//! Voxel record and color type

use serde::{Deserialize, Serialize};

use crate::core::types::{IVec3, LayerId, TextureId, VoxelId};

/// RGBA color, alpha included. All channels 0-255.
#[derive(Clone, Copy, Debug, PartialEq, Eq, Hash, Serialize, Deserialize)]
pub struct Rgba {
    pub r: u8,
    pub g: u8,
    pub b: u8,
    pub a: u8,
}

impl Rgba {
    /// Fully opaque color from RGB channels.
    pub fn rgb(r: u8, g: u8, b: u8) -> Self {
        Self { r, g, b, a: 255 }
    }

    /// Color with an explicit alpha channel.
    pub fn rgba(r: u8, g: u8, b: u8, a: u8) -> Self {
        Self { r, g, b, a }
    }

    /// Same color with a different alpha.
    pub fn with_alpha(self, a: u8) -> Self {
        Self { a, ..self }
    }

    /// Compare only the color channels, ignoring alpha.
    pub fn same_rgb(self, other: Rgba) -> bool {
        self.r == other.r && self.g == other.g && self.b == other.b
    }
}

/// Number of faces on a voxel cube, the length of a face-texture array.
pub const FACE_COUNT: usize = 6;

/// A single voxel record.
///
/// Only `selected` and `color.a` are ever mutated in place; every other
/// change is carried out as a remove followed by an add so that edits stay
/// symmetric and reversible.
#[derive(Clone, Debug, PartialEq, Serialize, Deserialize)]
pub struct Voxel {
    pub id: VoxelId,
    pub position: IVec3,
    pub color: Rgba,
    pub selected: bool,
    /// Per-face texture ids, or `None` for an untextured voxel.
    pub texture: Option<[TextureId; FACE_COUNT]>,
    /// Owning layer.
    pub layer: LayerId,
}

impl Voxel {
    /// Create an unselected, untextured voxel.
    pub fn new(id: VoxelId, position: IVec3, color: Rgba, layer: LayerId) -> Self {
        Self {
            id,
            position,
            color,
            selected: false,
            texture: None,
            layer,
        }
    }

    /// Copy of this voxel at a different position.
    pub fn at(&self, position: IVec3) -> Self {
        Self {
            position,
            ..self.clone()
        }
    }
}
_ _ _ _ _
Your objective: Could you write out, exactly as they stand, only the lines above that begin at the line with "Hash, Serialize, Deserialize)]" and stop after the line with "a face-texture array."?

Output for this exercise:
#[derive(Clone, Copy, Debug, PartialEq, Eq, Hash, Serialize, Deserialize)]
pub struct Rgba {
    pub r: u8,
    pub g: u8,
    pub b: u8,
    pub a: u8,
}

impl Rgba {
    /// Fully opaque color from RGB channels.
    pub fn rgb(r: u8, g: u8, b: u8) -> Self {
        Self { r, g, b, a: 255 }
    }

    /// Color with an explicit alpha channel.
    pub fn rgba(r: u8, g: u8, b: u8, a: u8) -> Self {
        Self { r, g, b, a }
    }

    /// Same color with a different alpha.
    pub fn with_alpha(self, a: u8) -> Self {
        Self { a, ..self }
    }

    /// Compare only the color channels, ignoring alpha.
    pub fn same_rgb(self, other: Rgba) -> bool {
        self.r == other.r && self.g == other.g && self.b == other.b
    }
}

/// Number of faces on a voxel cube, the length of a face-texture array.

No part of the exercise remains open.